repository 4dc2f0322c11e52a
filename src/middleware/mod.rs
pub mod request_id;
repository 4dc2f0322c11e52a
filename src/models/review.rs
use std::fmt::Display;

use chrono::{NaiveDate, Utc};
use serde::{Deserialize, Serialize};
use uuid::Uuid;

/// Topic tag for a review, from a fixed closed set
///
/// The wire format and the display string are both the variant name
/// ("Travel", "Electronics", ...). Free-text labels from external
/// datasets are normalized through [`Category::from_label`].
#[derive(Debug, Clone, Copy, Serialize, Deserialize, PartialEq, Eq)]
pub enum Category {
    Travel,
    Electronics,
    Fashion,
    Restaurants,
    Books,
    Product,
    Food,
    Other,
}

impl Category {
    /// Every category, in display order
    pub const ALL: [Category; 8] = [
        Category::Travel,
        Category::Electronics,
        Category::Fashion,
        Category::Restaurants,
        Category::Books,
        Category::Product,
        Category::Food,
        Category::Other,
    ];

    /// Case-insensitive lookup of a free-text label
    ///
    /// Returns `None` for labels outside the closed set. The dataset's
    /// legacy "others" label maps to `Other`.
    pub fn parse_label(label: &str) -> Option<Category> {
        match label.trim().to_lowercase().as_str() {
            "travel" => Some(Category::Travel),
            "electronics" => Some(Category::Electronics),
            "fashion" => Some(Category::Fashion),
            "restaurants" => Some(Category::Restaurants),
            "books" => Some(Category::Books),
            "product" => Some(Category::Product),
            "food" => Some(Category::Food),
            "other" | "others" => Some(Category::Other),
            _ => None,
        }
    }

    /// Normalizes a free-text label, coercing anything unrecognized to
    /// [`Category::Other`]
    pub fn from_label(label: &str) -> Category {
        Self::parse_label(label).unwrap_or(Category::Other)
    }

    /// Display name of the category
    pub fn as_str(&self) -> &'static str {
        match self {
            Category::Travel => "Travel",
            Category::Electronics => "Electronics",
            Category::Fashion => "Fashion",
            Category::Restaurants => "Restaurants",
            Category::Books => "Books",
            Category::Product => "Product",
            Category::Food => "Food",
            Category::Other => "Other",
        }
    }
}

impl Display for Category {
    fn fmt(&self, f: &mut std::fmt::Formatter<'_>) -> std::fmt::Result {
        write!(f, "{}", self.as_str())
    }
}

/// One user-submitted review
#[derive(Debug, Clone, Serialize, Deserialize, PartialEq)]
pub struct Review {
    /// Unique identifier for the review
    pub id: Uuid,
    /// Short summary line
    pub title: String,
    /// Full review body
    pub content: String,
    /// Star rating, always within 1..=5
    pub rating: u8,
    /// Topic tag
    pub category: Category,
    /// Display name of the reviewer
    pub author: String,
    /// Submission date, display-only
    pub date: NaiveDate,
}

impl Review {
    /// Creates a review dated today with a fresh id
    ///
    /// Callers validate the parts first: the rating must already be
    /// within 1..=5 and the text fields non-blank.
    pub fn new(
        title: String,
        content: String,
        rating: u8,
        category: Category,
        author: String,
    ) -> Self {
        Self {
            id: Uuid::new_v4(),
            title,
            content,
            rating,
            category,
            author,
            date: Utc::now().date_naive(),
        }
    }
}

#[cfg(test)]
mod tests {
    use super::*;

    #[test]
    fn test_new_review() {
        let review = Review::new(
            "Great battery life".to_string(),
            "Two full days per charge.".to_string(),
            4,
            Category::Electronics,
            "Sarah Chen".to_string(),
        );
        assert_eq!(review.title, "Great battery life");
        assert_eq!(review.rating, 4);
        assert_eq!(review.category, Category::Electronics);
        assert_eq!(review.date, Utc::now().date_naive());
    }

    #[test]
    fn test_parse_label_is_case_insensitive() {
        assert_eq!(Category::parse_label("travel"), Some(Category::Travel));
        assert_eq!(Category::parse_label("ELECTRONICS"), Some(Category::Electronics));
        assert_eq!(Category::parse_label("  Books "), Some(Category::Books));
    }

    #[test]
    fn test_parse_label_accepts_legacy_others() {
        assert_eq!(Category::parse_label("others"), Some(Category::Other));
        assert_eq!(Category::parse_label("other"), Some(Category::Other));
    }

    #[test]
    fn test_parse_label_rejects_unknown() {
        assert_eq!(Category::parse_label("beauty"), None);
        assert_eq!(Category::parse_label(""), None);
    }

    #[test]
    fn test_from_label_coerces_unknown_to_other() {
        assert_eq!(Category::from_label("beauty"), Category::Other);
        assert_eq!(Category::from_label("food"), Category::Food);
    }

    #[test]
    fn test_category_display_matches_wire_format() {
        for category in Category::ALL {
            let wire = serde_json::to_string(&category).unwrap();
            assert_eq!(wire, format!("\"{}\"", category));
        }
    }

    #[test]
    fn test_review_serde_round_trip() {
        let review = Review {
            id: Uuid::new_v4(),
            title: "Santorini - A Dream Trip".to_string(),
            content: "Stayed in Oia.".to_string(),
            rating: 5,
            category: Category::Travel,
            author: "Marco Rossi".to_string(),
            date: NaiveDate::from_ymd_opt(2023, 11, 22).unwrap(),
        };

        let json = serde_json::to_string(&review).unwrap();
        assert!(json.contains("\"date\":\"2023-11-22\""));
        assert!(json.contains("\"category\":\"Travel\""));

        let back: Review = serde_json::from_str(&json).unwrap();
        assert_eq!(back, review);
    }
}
= = = =
**Work item**
Lines with the word "text" in them should be copied from the preceding records.

**Completed exercise**
/// ("Travel", "Electronics", ...). Free-text labels from external
    /// Case-insensitive lookup of a free-text label
    /// Normalizes a free-text label, coercing anything unrecognized to
    /// within 1..=5 and the text fields non-blank.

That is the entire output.